▶ **YOUR GOAL**: Give the number of lines below that contain the word "Router", and nothing else.

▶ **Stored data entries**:
━━━

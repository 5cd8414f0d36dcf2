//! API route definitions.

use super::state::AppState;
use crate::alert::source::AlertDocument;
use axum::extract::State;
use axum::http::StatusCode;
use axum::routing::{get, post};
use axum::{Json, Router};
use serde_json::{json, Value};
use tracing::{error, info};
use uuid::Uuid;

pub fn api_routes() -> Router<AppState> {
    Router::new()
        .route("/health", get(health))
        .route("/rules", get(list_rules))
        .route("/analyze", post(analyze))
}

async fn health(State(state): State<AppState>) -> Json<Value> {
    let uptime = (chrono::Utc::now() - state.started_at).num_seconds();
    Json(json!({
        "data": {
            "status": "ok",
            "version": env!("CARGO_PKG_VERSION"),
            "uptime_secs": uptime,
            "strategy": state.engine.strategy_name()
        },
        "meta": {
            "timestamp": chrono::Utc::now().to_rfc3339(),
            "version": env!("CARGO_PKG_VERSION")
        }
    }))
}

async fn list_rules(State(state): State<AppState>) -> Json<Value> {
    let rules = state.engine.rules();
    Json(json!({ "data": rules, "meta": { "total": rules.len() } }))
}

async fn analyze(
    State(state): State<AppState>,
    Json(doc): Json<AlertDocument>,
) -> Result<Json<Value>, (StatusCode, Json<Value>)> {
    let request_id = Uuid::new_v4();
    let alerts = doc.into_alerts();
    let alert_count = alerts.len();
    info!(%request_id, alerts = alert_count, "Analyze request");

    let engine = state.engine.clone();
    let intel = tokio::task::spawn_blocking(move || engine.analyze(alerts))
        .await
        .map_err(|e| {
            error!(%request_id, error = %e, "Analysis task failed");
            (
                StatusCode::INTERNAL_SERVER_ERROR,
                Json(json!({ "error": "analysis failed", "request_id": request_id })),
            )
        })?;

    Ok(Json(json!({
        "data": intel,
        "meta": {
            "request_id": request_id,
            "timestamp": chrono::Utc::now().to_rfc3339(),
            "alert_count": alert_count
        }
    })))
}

━━━

▶ **EXERCISE RESPONSE**: 3